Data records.
===

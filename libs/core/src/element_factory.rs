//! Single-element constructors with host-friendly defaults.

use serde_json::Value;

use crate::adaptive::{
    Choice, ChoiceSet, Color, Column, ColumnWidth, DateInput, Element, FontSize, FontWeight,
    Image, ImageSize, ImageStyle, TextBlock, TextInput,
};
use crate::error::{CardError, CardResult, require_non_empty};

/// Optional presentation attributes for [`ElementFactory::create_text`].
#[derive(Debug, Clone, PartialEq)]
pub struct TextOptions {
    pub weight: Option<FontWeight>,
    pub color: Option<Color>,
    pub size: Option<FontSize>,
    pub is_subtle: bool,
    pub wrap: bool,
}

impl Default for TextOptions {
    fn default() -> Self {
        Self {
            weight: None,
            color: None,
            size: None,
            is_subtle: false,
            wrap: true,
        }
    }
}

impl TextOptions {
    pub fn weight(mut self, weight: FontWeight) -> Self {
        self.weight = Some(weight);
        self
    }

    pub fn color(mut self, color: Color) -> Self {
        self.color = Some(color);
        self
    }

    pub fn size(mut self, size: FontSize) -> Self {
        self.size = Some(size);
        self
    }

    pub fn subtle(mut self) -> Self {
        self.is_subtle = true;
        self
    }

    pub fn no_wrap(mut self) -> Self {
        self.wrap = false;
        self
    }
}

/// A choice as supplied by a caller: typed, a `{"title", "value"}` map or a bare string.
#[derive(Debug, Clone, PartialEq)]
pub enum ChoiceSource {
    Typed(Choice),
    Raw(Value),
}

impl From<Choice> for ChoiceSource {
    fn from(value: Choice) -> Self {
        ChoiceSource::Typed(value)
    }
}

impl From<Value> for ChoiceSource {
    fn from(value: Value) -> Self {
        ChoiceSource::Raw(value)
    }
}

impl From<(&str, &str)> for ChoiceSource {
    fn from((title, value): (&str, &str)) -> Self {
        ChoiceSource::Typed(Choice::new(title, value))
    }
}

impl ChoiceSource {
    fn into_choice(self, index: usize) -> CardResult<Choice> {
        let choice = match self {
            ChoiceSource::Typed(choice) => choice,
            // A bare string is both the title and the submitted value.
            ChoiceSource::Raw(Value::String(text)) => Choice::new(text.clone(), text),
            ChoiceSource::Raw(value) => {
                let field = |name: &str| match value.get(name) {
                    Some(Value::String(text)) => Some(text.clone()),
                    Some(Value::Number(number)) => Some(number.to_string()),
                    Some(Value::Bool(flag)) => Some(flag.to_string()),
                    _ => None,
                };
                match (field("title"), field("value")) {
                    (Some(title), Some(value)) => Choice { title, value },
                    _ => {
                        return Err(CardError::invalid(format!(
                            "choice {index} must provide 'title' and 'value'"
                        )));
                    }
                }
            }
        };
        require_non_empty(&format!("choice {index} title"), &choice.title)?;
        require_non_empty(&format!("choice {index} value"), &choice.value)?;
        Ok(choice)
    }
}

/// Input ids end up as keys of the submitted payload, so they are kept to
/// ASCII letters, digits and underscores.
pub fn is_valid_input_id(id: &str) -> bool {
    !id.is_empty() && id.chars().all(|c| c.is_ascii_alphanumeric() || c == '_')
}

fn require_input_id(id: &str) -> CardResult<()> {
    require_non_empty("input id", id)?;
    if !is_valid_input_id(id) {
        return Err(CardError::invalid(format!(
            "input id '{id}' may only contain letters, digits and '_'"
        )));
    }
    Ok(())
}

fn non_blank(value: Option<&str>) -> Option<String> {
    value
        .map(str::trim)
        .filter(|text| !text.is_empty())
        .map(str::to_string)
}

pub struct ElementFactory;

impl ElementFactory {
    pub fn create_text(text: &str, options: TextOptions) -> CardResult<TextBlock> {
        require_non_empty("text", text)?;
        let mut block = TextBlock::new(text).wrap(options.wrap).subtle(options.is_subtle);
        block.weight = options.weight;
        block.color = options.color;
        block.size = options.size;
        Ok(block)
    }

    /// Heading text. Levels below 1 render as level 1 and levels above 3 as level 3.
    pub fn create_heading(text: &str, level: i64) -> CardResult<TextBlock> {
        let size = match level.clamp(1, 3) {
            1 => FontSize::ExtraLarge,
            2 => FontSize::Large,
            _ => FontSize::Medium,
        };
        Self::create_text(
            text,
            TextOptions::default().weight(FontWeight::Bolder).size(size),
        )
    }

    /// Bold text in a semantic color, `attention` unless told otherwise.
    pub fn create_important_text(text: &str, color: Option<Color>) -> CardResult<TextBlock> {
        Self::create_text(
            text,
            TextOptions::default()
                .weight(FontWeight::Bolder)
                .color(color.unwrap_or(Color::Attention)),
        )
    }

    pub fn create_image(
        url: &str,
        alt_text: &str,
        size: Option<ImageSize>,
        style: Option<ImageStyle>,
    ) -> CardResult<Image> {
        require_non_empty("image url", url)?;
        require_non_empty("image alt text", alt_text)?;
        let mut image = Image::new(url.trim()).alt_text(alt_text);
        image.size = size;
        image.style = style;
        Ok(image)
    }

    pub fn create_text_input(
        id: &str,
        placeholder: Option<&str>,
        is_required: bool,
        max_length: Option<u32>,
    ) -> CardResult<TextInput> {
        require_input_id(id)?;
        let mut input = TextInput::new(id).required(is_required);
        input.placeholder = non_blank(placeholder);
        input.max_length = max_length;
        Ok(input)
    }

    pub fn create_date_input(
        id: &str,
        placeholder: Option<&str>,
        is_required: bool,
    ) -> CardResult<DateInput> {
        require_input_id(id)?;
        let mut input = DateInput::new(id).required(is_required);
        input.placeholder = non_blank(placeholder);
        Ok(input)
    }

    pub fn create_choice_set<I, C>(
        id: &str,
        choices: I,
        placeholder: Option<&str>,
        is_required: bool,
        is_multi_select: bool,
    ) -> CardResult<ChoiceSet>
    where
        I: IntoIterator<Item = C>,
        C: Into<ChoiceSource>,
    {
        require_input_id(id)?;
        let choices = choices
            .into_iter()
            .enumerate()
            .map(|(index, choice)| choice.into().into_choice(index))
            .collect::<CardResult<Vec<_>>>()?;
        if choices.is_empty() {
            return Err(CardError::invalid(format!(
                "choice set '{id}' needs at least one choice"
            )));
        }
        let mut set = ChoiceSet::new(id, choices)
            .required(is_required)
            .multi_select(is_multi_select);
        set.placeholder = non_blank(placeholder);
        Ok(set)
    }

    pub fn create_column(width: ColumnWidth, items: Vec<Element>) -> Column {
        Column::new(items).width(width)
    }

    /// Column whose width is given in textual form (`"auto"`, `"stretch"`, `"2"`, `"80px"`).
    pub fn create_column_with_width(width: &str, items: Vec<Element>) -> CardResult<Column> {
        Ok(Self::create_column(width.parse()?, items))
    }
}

===

Find the lines above holding the word "field" and show them.

Task response.
                let field = |name: &str| match value.get(name) {
                match (field("title"), field("value")) {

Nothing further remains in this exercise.